The Lehigh Valley Association of Independent Colleges (LVAIC) is an academic consortium between six independent Colleges in the Lehigh Valley region of eastern Pennsylvania: Cedar Crest College, DeSales University, Lafayette College, Lehigh University, Moravian University, and Muhlenberg College.

==History==
LVAIC was founded in 1969 following a meeting of the six presidents of its member institutions.

Moravian promotes LVAIC and its programs, mostly due to the school's close collaboration with Lehigh through the program. Due to the similarity of the school's schedules, and their close proximity, LVAIC allows many Moravian students to take classes at Lehigh that would otherwise be unavailable at Moravian.

In 1984, LVAIC created the Lehigh Valley Center for Jewish Studies to create a central Jewish studies institution to develop and administer courses across LVAIC member schools.

In 2011, LVAIC offered joint study abroad programs, sending students from various member schools to Italy as part of an Italian language class.

In 2012, LVAIC partnered with Lehigh university with a $275,000 grant from the U.S. Department of Commerce to support entrepreneurship in the Lehigh Valley.

In 2016, LVAIC's website was redesigned to better represent the LVAIC online, and make the website easier to use for students.

In 2017, LVAIC partnered with the Andrew W. Mellon Foundation to hold an art competition where students from the six member colleges could compete in an art consortium to "explore life" in the Lehigh Valley with a prize of $950,000. Lafayette would win the grant which would be used to build their William C. Buck Hall.

In 2019, LVAIC announced a minor in documentary story as a joint program between Lehigh University, Lafayette College, and Muhlenberg College, which would be cross listed with studies in American history, alongside German, Chinese ,and English to promote a cross-disciplinary program. Additionally, the LVAIC announced a partnership with LANta to allow Lehigh and Lafayette students use their buses for free.

In 2020, during the height of the COVID-19 pandemic, LVAIC received criticism due to none of its member schools freezing tuition which became a standard practice for other schools in the northeast with some of the schools even increasing tuition instead.

In June 2024, LVAIC announced that they would be naming Janet Baker, the executive director of Institutional Effectiveness at Cedar Crest College, as their new executive director.

==Function==
The core function of the LVAIC is to enable students from its member colleges to attend a course offered at another member college that isn't offered at their own.

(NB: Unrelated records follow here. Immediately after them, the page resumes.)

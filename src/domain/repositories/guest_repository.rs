//! Repository trait for guests.

use crate::domain::entities::{Guest, NewGuest};
use crate::error::AppError;
use async_trait::async_trait;

/// Repository interface for event guests.
///
/// # Implementations
///
/// - [`crate::infrastructure::persistence::PgGuestRepository`] - PostgreSQL implementation
/// - Test mocks available with `cfg(test)`
#[cfg_attr(test, mockall::automock)]
#[async_trait]
pub trait GuestRepository: Send + Sync {
    /// Inserts a guest.
    ///
    /// # Errors
    ///
    /// Returns [`AppError::Validation`] if the event does not exist.
    /// Returns [`AppError::Internal`] on database errors.
    async fn create(&self, new_guest: NewGuest) -> Result<Guest, AppError>;

    /// Finds a guest by ID.
    ///
    /// # Errors
    ///
    /// Returns [`AppError::Internal`] on database errors.
    async fn find_by_id(&self, id: i64) -> Result<Option<Guest>, AppError>;

    /// Lists an event's guests ordered by last then first name.
    ///
    /// # Errors
    ///
    /// Returns [`AppError::Internal`] on database errors.
    async fn list_by_event(
        &self,
        event_id: i64,
        offset: i64,
        limit: i64,
    ) -> Result<Vec<Guest>, AppError>;

    /// Counts an event's guests.
    ///
    /// # Errors
    ///
    /// Returns [`AppError::Internal`] on database errors.
    async fn count_by_event(&self, event_id: i64) -> Result<i64, AppError>;
}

For example, Muhlenberg offers Italian language courses, but Moravian does not. A Moravian student can register with the LVAIC and take Muhlenberg’s Italian class while still being a full-time Moravian student. The LVAIC handles the registration and transfer of credits for no additional cost for the student, besides the cost of textbooks and supplies.

Each member college's president is a member of the LVAIC's board which promotes the colleges interacting and sharing resources with each other.

The LVAIC hosts the annual Bridging the Gap Student Leadership Conference which is supported by a Coalition of Diversity Administrators from the member schools. The Conference started life as an effort by the LVAIC to reduce The Rivalry tensions between students of color.

==Lehigh Valley Research Consortium==
The LVAIC also organizes the subsidiary the Lehigh Valley Research Consortium (LVRC) which runs inter-collegiate research programs. The LVRC publishes a yearly State of the Lehigh Valley which studies the economic and cultural health of the valley.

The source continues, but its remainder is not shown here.